Escola estadual troca sirene apocalíptica por sinal musical e conquista alunos e vizinhança - Marie Declercq/UOL
Escola estadual troca sirene apocalíptica por sinal musical e conquista alunos e vizinhança
Imagem: Marie Declercq/UOL

Marie Declercq

Do TAB, de São Paulo

24/03/2022 04h01

Às 7h30 em ponto, um trecho da rua Vitorino Carmilo recebe as primeiras notas da faixa "Blue Monday" do New Order. O beat familiar toca um pouco menos de dez segundos e logo aquela região do bairro de Santa Cecília, no centro de São Paulo, volta a receber o barulho de sempre: carros anunciando a venda de dúzias de ovos, motos acelerando e notificações de iFood vindas dos celulares dos entregadores que fazem ponto nos arredores. Poucas horas depois, outra música ecoa. Desta vez é a Marcha Imperial do Darth Vader, um dos temas de "Star Wars".
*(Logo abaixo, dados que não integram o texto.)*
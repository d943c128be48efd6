// crates/server/src/config.rs
//! Server configuration, read from the environment.

use std::net::{IpAddr, Ipv4Addr, SocketAddr};
use std::path::PathBuf;
use std::time::Duration;

use paperpress_core::ToolCommand;

/// Default port for the server.
pub const DEFAULT_PORT: u16 = 8080;

/// Default upload limit in megabytes.
pub const DEFAULT_MAX_UPLOAD_MB: usize = 100;

/// Default hard limit on one conversion.
pub const DEFAULT_CONVERSION_TIMEOUT: Duration = Duration::from_secs(600);

/// Default retention of finished jobs in memory.
pub const DEFAULT_JOB_TTL: Duration = Duration::from_secs(3600);

#[derive(Debug, Clone)]
pub struct ServerConfig {
    pub host: IpAddr,
    pub port: u16,
    /// Uploaded inputs, deleted once their job ends.
    pub upload_dir: PathBuf,
    /// Converted outputs served for download.
    pub output_dir: PathBuf,
    /// JSON file backing the filename registry.
    pub registry_path: PathBuf,
    /// Tool probed before the standard install locations.
    pub tool_override: Option<ToolCommand>,
    pub max_upload_bytes: usize,
    pub conversion_timeout: Duration,
    /// How long finished jobs stay queryable; `None` keeps them forever.
    pub job_ttl: Option<Duration>,
    /// Frontend files served at `/`, if any.
    pub static_dir: Option<PathBuf>,
}

impl Default for ServerConfig {
    fn default() -> Self {
        Self {
            host: IpAddr::V4(Ipv4Addr::UNSPECIFIED),
            port: DEFAULT_PORT,
            upload_dir: PathBuf::from("uploads"),
            output_dir: PathBuf::from("outputs"),
            registry_path: PathBuf::from("filename_mapping.json"),
            tool_override: None,
            max_upload_bytes: DEFAULT_MAX_UPLOAD_MB * 1024 * 1024,
            conversion_timeout: DEFAULT_CONVERSION_TIMEOUT,
            job_ttl: Some(DEFAULT_JOB_TTL),
            static_dir: None,
        }
    }
}

impl ServerConfig {
    /// Build from `PAPERPRESS_*` variables, falling back to defaults for
    /// anything unset or unparsable.
    pub fn from_env() -> Self {
        Self::from_lookup(|key| std::env::var(key).ok())
    }

    fn from_lookup(get: impl Fn(&str) -> Option<String>) -> Self {
        let defaults = Self::default();
        let parse_u64 = |key: &str| get(key).and_then(|v| v.trim().parse::<u64>().ok());

        let port = get("PAPERPRESS_PORT")
            .or_else(|| get("PORT"))
            .and_then(|p| p.trim().parse().ok())
            .unwrap_or(defaults.port);

        let job_ttl = match parse_u64("PAPERPRESS_JOB_TTL_SECS") {
            Some(0) => None,
            Some(secs) => Some(Duration::from_secs(secs)),
            None => defaults.job_ttl,
        };

        Self {
            host: get("PAPERPRESS_HOST")
                .and_then(|h| h.trim().parse().ok())
                .unwrap_or(defaults.host),
            port,
            upload_dir: get("PAPERPRESS_UPLOAD_DIR")
                .map(PathBuf::from)
                .unwrap_or(defaults.upload_dir),
            output_dir: get("PAPERPRESS_OUTPUT_DIR")
                .map(PathBuf::from)
                .unwrap_or(defaults.output_dir),
            registry_path: get("PAPERPRESS_REGISTRY_PATH")
                .map(PathBuf::from)
                .unwrap_or(defaults.registry_path),
            tool_override: get("PAPERPRESS_TOOL").and_then(|t| ToolCommand::parse(&t)),
            max_upload_bytes: parse_u64("PAPERPRESS_MAX_UPLOAD_MB")
                .map(|mb| {
                    usize::try_from(mb)
                        .unwrap_or(usize::MAX)
                        .saturating_mul(1024 * 1024)
                })
                .unwrap_or(defaults.max_upload_bytes),
            conversion_timeout: parse_u64("PAPERPRESS_TIMEOUT_SECS")
                .filter(|secs| *secs > 0)
                .map(Duration::from_secs)
                .unwrap_or(defaults.conversion_timeout),
            job_ttl,
            static_dir: get_static_dir(get("STATIC_DIR")),
        }
    }

    pub fn addr(&self) -> SocketAddr {
        SocketAddr::new(self.host, self.port)
    }
}

/// Priority:
/// 1. STATIC_DIR environment variable (explicit override)
/// 2. ./static directory (if it exists)
/// 3. None (API-only mode)
fn get_static_dir(explicit: Option<String>) -> Option<PathBuf> {
    explicit.map(PathBuf::from).or_else(|| {
        let dir = PathBuf::from("static");
        dir.exists().then_some(dir)
    })
}
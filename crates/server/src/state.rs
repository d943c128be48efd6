// crates/server/src/state.rs
//! Application state for the Axum server.

use std::sync::Arc;
use std::time::Instant;

use paperpress_core::{FilenameRegistry, ToolLocator};

use crate::config::ServerConfig;
use crate::jobs::{JobRunner, JobStore, RunnerSettings};

/// Shared application state accessible from all route handlers.
pub struct AppState {
    /// Server start time for uptime tracking.
    pub start_time: Instant,
    pub config: ServerConfig,
    /// In-memory job table, shared with the runner.
    pub jobs: Arc<JobStore>,
    /// Starts conversions in the background.
    pub runner: JobRunner,
    /// Durable storage-name to download-name table.
    pub registry: Arc<FilenameRegistry>,
    /// Cached conversion tool lookup.
    pub tool: Arc<ToolLocator>,
}

impl AppState {
    /// Build state from config, locating the tool with the standard
    /// candidates (plus the configured override, probed first).
    pub fn new(config: ServerConfig) -> Arc<Self> {
        let tool = match &config.tool_override {
            Some(preferred) => ToolLocator::with_preferred(preferred.clone()),
            None => ToolLocator::default(),
        };
        Self::with_tool(config, tool)
    }

    /// Build state with an explicit tool locator (for testing).
    pub fn with_tool(config: ServerConfig, tool: ToolLocator) -> Arc<Self> {
        let jobs = Arc::new(JobStore::new());
        let registry = Arc::new(FilenameRegistry::new(config.registry_path.clone()));
        let tool = Arc::new(tool);
        let settings = RunnerSettings {
            max_duration: config.conversion_timeout,
            ..RunnerSettings::default()
        };
        let runner = JobRunner::new(
            Arc::clone(&jobs),
            Arc::clone(&registry),
            Arc::clone(&tool),
            settings,
        );

        Arc::new(Self {
            start_time: Instant::now(),
            config,
            jobs,
            runner,
            registry,
            tool,
        })
    }

    /// Get the server uptime in seconds.
    pub fn uptime_secs(&self) -> u64 {
        self.start_time.elapsed().as_secs()
    }
}

/// State rooted in `dir`, with uploads, outputs and the registry inside it.
#[cfg(test)]
pub(crate) fn test_state(dir: &std::path::Path, tool: ToolLocator) -> Arc<AppState> {
    let upload_dir = dir.join("uploads");
    let output_dir = dir.join("outputs");
    std::fs::create_dir_all(&upload_dir).unwrap();
    std::fs::create_dir_all(&output_dir).unwrap();
    let config = ServerConfig {
        upload_dir,
        output_dir,
        registry_path: dir.join("filename_mapping.json"),
        static_dir: None,
        ..ServerConfig::default()
    };
    AppState::with_tool(config, tool)
}
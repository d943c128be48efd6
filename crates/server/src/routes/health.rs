// crates/server/src/routes/health.rs
//! Health check and conversion tool status endpoints.

use std::sync::Arc;

use axum::{extract::State, routing::get, Json, Router};
use serde::Serialize;

use crate::state::AppState;

/// Response for the health check endpoint.
#[derive(Debug, Serialize)]
#[cfg_attr(test, derive(serde::Deserialize))]
pub struct HealthResponse {
    pub status: String,
    pub version: String,
    pub uptime_secs: u64,
    pub tool_installed: bool,
}

/// Response for the tool refresh endpoint.
#[derive(Debug, Serialize)]
#[cfg_attr(test, derive(serde::Deserialize))]
pub struct ToolStatusResponse {
    pub status: String,
    pub tool_installed: bool,
    pub tool_path: Option<String>,
    pub message: String,
}

/// GET /api/health - Health check endpoint.
///
/// Returns server status, version, uptime and whether the conversion tool
/// is installed (cached probe).
pub async fn health_check(State(state): State<Arc<AppState>>) -> Json<HealthResponse> {
    Json(HealthResponse {
        status: "ok".to_string(),
        version: env!("CARGO_PKG_VERSION").to_string(),
        uptime_secs: state.uptime_secs(),
        tool_installed: state.tool.is_available(true).await,
    })
}

/// GET|POST /api/tool/refresh - Drop the cached probe and look again.
///
/// Lets a user who just installed Calibre continue without a restart.
pub async fn refresh_tool(State(state): State<Arc<AppState>>) -> Json<ToolStatusResponse> {
    state.tool.invalidate().await;
    let resolved = state.tool.resolved().await;

    let response = match resolved {
        Some(tool) => ToolStatusResponse {
            status: "success".to_string(),
            tool_installed: true,
            message: format!("Calibre detected at {tool}"),
            tool_path: Some(tool.to_string()),
        },
        None => ToolStatusResponse {
            status: "success".to_string(),
            tool_installed: false,
            tool_path: None,
            message: format!("Calibre not found. {}", crate::error::TOOL_INSTALL_HINT),
        },
    };
    Json(response)
}

/// Create the health routes router.
pub fn router() -> Router<Arc<AppState>> {
    Router::new()
        .route("/health", get(health_check))
        .route("/tool/refresh", get(refresh_tool).post(refresh_tool))
}
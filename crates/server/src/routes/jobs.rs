// crates/server/src/routes/jobs.rs
//! API routes for conversion job inspection.
//!
//! - `GET /api/jobs` - list running conversion jobs

use axum::extract::State;
use axum::routing::get;
use axum::{Json, Router};
use std::sync::Arc;

use crate::jobs::JobSnapshot;
use crate::state::AppState;

/// GET /api/jobs - List all running jobs, oldest first.
async fn list_jobs(State(state): State<Arc<AppState>>) -> Json<Vec<JobSnapshot>> {
    Json(state.jobs.active())
}

/// Build the jobs router.
pub fn router() -> Router<Arc<AppState>> {
    Router::new().route("/jobs", get(list_jobs))
}

#[cfg(test)]
mod tests {
    use super::*;
    use axum::body::Body;
    use axum::http::{Request, StatusCode};
    use paperpress_core::ToolLocator;
    use tower::ServiceExt;

    async fn list(state: Arc<AppState>) -> Vec<serde_json::Value> {
        let app = router().with_state(state);
        let response = app
            .oneshot(Request::builder().uri("/jobs").body(Body::empty()).unwrap())
            .await
            .unwrap();
        assert_eq!(response.status(), StatusCode::OK);

        let body = axum::body::to_bytes(response.into_body(), usize::MAX)
            .await
            .unwrap();
        serde_json::from_slice(&body).unwrap()
    }

    #[tokio::test]
    async fn test_list_jobs_empty() {
        let dir = tempfile::TempDir::new().unwrap();
        let state = crate::state::test_state(dir.path(), ToolLocator::new(Vec::new()));
        assert!(list(state).await.is_empty());
    }

    #[tokio::test]
    async fn test_list_jobs_skips_finished() {
        let dir = tempfile::TempDir::new().unwrap();
        let state = crate::state::test_state(dir.path(), ToolLocator::new(Vec::new()));
        state.jobs.create("running");
        state.jobs.set_progress("running", 42, "Converting... (16s)");
        state.jobs.create("done");
        state.jobs.complete("done", "done_a.pdf", "a.pdf");

        let jobs = list(state).await;
        assert_eq!(jobs.len(), 1);
        assert_eq!(jobs[0]["jobId"], "running");
        assert_eq!(jobs[0]["progress"], 42);
        assert_eq!(jobs[0]["status"], "running");
    }
}
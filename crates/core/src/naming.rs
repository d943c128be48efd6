// crates/core/src/naming.rs
//! Filename helpers shared by the upload and download paths.
//!
//! Stored files are named `<job_id>_<sanitized name>`, so every job owns its
//! files exclusively and the presentable name can be reconstructed from the
//! suffix when nothing better is known.

/// Extensions accepted for upload (lowercase, without the dot).
pub const ALLOWED_EXTENSIONS: &[&str] = &["epub"];

/// Name offered for download when nothing better can be recovered.
pub const FALLBACK_DOWNLOAD_NAME: &str = "converted.pdf";

const OUTPUT_EXTENSION: &str = ".pdf";

/// Whether `filename` carries one of [`ALLOWED_EXTENSIONS`].
pub fn is_allowed_upload(filename: &str) -> bool {
    filename
        .rsplit_once('.')
        .map(|(_, ext)| ALLOWED_EXTENSIONS.contains(&ext.to_ascii_lowercase().as_str()))
        .unwrap_or(false)
}

/// Reduce a client-supplied filename to a safe single path component.
///
/// Keeps ASCII letters, digits, `-`, `_` and `.`; path separators and
/// whitespace become `_`; leading dots and underscores are dropped so the
/// result can never be hidden or climb directories. Returns `"document"`
/// (plus the original extension, when it survives) if nothing usable is left.
pub fn sanitize_filename(name: &str) -> String {
    let mut out = String::with_capacity(name.len());
    let mut pending_sep = false;
    for c in name.chars() {
        if c.is_ascii_alphanumeric() || matches!(c, '-' | '.') {
            if pending_sep && !out.is_empty() {
                out.push('_');
            }
            pending_sep = false;
            out.push(c);
        } else if c == '_' || c == '/' || c == '\\' || c.is_whitespace() {
            pending_sep = true;
        }
    }
    match out.rsplit_once('.') {
        Some((stem, ext)) if !ext.is_empty() && ext.chars().all(|c| c.is_ascii_alphanumeric()) => {
            let stem = stem.trim_matches(['.', '_']);
            if stem.is_empty() {
                format!("document.{ext}")
            } else {
                format!("{stem}.{ext}")
            }
        }
        _ => match out.trim_matches(['.', '_']) {
            "" => "document".to_string(),
            trimmed => trimmed.to_string(),
        },
    }
}

/// Presentable output name for an uploaded file: the original name with its
/// extension swapped for `.pdf`.
pub fn output_original_name(upload_name: &str) -> String {
    let stem = if upload_name.to_ascii_lowercase().ends_with(".epub") {
        &upload_name[..upload_name.len() - ".epub".len()]
    } else {
        upload_name
            .rsplit_once('.')
            .map(|(stem, _)| stem)
            .unwrap_or(upload_name)
    };
    format!("{stem}{OUTPUT_EXTENSION}")
}

/// On-disk name for a file owned by `job_id`.
pub fn storage_filename(job_id: &str, sanitized: &str) -> String {
    format!("{job_id}_{sanitized}")
}

/// Best-effort presentable name recovered from a storage filename alone.
///
/// `"<id>_report.pdf"` becomes `"report.pdf"`; a suffix without the output
/// extension gets it forced on; a name without an id prefix is returned as
/// is.
pub fn name_from_storage_filename(storage: &str) -> String {
    let name = match storage.split_once('_') {
        Some((_, suffix)) if suffix.to_ascii_lowercase().ends_with(OUTPUT_EXTENSION) => {
            suffix.to_string()
        }
        Some((_, suffix)) => {
            let stem = suffix
                .rsplit_once('.')
                .map(|(stem, _)| stem)
                .unwrap_or(suffix);
            format!("{stem}{OUTPUT_EXTENSION}")
        }
        None => storage.to_string(),
    };

    if name.is_empty() || name == OUTPUT_EXTENSION {
        FALLBACK_DOWNLOAD_NAME.to_string()
    } else {
        name
    }
}

#[cfg(test)]
mod tests {
    use super::*;

    #[test]
    fn test_is_allowed_upload() {
        assert!(is_allowed_upload("book.epub"));
        assert!(is_allowed_upload("Book.EPUB"));
        assert!(!is_allowed_upload("book.pdf"));
        assert!(!is_allowed_upload("epub"));
        assert!(!is_allowed_upload(""));
    }

    #[test]
    fn test_sanitize_filename() {
        assert_eq!(sanitize_filename("My Book.epub"), "My_Book.epub");
        assert_eq!(sanitize_filename("../../etc/passwd"), "etc_passwd");
        assert_eq!(sanitize_filename("a\\b c.epub"), "a_b_c.epub");
        assert_eq!(sanitize_filename(".hidden.epub"), "hidden.epub");
        assert_eq!(sanitize_filename("__init__.epub"), "init.epub");
        assert_eq!(sanitize_filename("notes."), "notes");
    }

    #[test]
    fn test_sanitize_filename_non_ascii_falls_back() {
        assert_eq!(sanitize_filename("三体.epub"), "document.epub");
        assert_eq!(sanitize_filename("三体"), "document");
        assert_eq!(sanitize_filename(""), "document");
    }

    #[test]
    fn test_output_original_name() {
        assert_eq!(output_original_name("My Report.epub"), "My Report.pdf");
        assert_eq!(output_original_name("三体.EPUB"), "三体.pdf");
        assert_eq!(output_original_name("notes.txt"), "notes.pdf");
        assert_eq!(output_original_name("README"), "README.pdf");
    }

    #[test]
    fn test_storage_filename() {
        assert_eq!(storage_filename("abc", "report.pdf"), "abc_report.pdf");
    }

    #[test]
    fn test_name_from_storage_filename() {
        assert_eq!(
            name_from_storage_filename("5f0c7f9e-1111-2222-3333-444455556666_report.pdf"),
            "report.pdf"
        );
        assert_eq!(name_from_storage_filename("abc_My_Book.PDF"), "My_Book.PDF");
        assert_eq!(name_from_storage_filename("abc_book.epub"), "book.pdf");
        assert_eq!(name_from_storage_filename("abc_book"), "book.pdf");
        assert_eq!(name_from_storage_filename("plain.pdf"), "plain.pdf");
    }

    #[test]
    fn test_name_from_storage_filename_fallback() {
        assert_eq!(name_from_storage_filename("abc_"), FALLBACK_DOWNLOAD_NAME);
        assert_eq!(name_from_storage_filename(""), FALLBACK_DOWNLOAD_NAME);
    }
}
A princípio, alguns vizinhos suspeitavam que a origem das músicas vinha do Theatro São Pedro, mas o horário não batia com o funcionamento do local. Bastou levar os ouvidos à janela para descobrir que a fonte musical era o prédio da Escola Estadual Conselheiro Antonio Prado.

O sinal musical apareceu em meados de 2021, pouco após a volta às aulas presenciais. As músicas substituíram a sirene antiga que, quando era acionada, dava a impressão de que o bairro estava sob ataque nuclear. Depois da substituição, não é difícil flagrar alguns funcionários da UBS Doutor Humberto Pasquale e do Pronto-Socorro Barra Funda ao lado da escola abrindo um sorrisinho quando a música sai dos alto-falantes.

"Dá até uma vontadinha de dançar", comenta uma funcionária do PS, antes de apagar o cigarro e voltar para o trabalho.

'Parecia ataque de zumbi'

A sirene anterior era apocalíptica, para dizer o mínimo. O som, aliás, era muito parecido com a sirene que ecoa do prédio da Folha de S.Paulo todo dia às 18h, não muito longe da escola. O problema é que o alarme escolar precisa soar várias vezes ao dia para sinalizar o começo e o fim das aulas e os intervalos. "A vizinhança reclamava bastante. Não só por causa da UBS e do pronto-socorro, mas também porque tem muitos idosos morando nos prédios residenciais em volta", conta Dirceu Donizetti Dias de Souza, 65, diretor da escola desde fevereiro de 2018.

"A substituição foi feita pensando também no bem-estar das crianças que estudam aqui, porque elimina essa sensação fabril e mecanicista que se tinha antes. E também não assusta os alunos que são autistas e outros que se assustam com maior facilidade", afirma ele.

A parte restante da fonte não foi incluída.